### Exercise goal:
Each line of the listing must be set down exactly as it stands.

### Records provided:

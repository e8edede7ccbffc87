// history.rs - Detects boards that repeat a recently seen state

use std::collections::hash_map::DefaultHasher;
use std::hash::{Hash, Hasher};

use crate::grid::GridSnapshot;

const HISTORY_LEN: usize = 10;

/// Ring of the last few board hashes. A repeat means the board has settled into a
/// still life, an oscillator with period up to 10, or died out.
#[derive(Debug, Clone, Default)]
pub struct CycleDetector {
    history: [u64; HISTORY_LEN],
    count: usize,
}

impl CycleDetector {
    pub fn new() -> Self {
        Self::default()
    }

    /// Records `snapshot` and reports whether its cells match a recent board.
    pub fn observe(&mut self, snapshot: &GridSnapshot) -> bool {
        let hash = hash_cells(&snapshot.cells);
        let filled = self.count.min(HISTORY_LEN);
        if self.history[..filled].contains(&hash) {
            return true;
        }
        self.history[self.count % HISTORY_LEN] = hash;
        self.count += 1;
        false
    }

    pub fn reset(&mut self) {
        *self = Self::default();
    }
}

fn hash_cells(cells: &[bool]) -> u64 {
    let mut hasher = DefaultHasher::new();
    cells.hash(&mut hasher);
    hasher.finish()
}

### Output for this exercise:
repository e8edede7ccbffc87
// history.rs - Detects boards that repeat a recently seen state

use std::collections::hash_map::DefaultHasher;
use std::hash::{Hash, Hasher};

use crate::grid::GridSnapshot;

const HISTORY_LEN: usize = 10;

/// Ring of the last few board hashes. A repeat means the board has settled into a
/// still life, an oscillator with period up to 10, or died out.
#[derive(Debug, Clone, Default)]
pub struct CycleDetector {
    history: [u64; HISTORY_LEN],
    count: usize,
}

impl CycleDetector {
    pub fn new() -> Self {
        Self::default()
    }

    /// Records `snapshot` and reports whether its cells match a recent board.
    pub fn observe(&mut self, snapshot: &GridSnapshot) -> bool {
        let hash = hash_cells(&snapshot.cells);
        let filled = self.count.min(HISTORY_LEN);
        if self.history[..filled].contains(&hash) {
            return true;
        }
        self.history[self.count % HISTORY_LEN] = hash;
        self.count += 1;
        false
    }

    pub fn reset(&mut self) {
        *self = Self::default();
    }
}

fn hash_cells(cells: &[bool]) -> u64 {
    let mut hasher = DefaultHasher::new();
    cells.hash(&mut hasher);
    hasher.finish()
}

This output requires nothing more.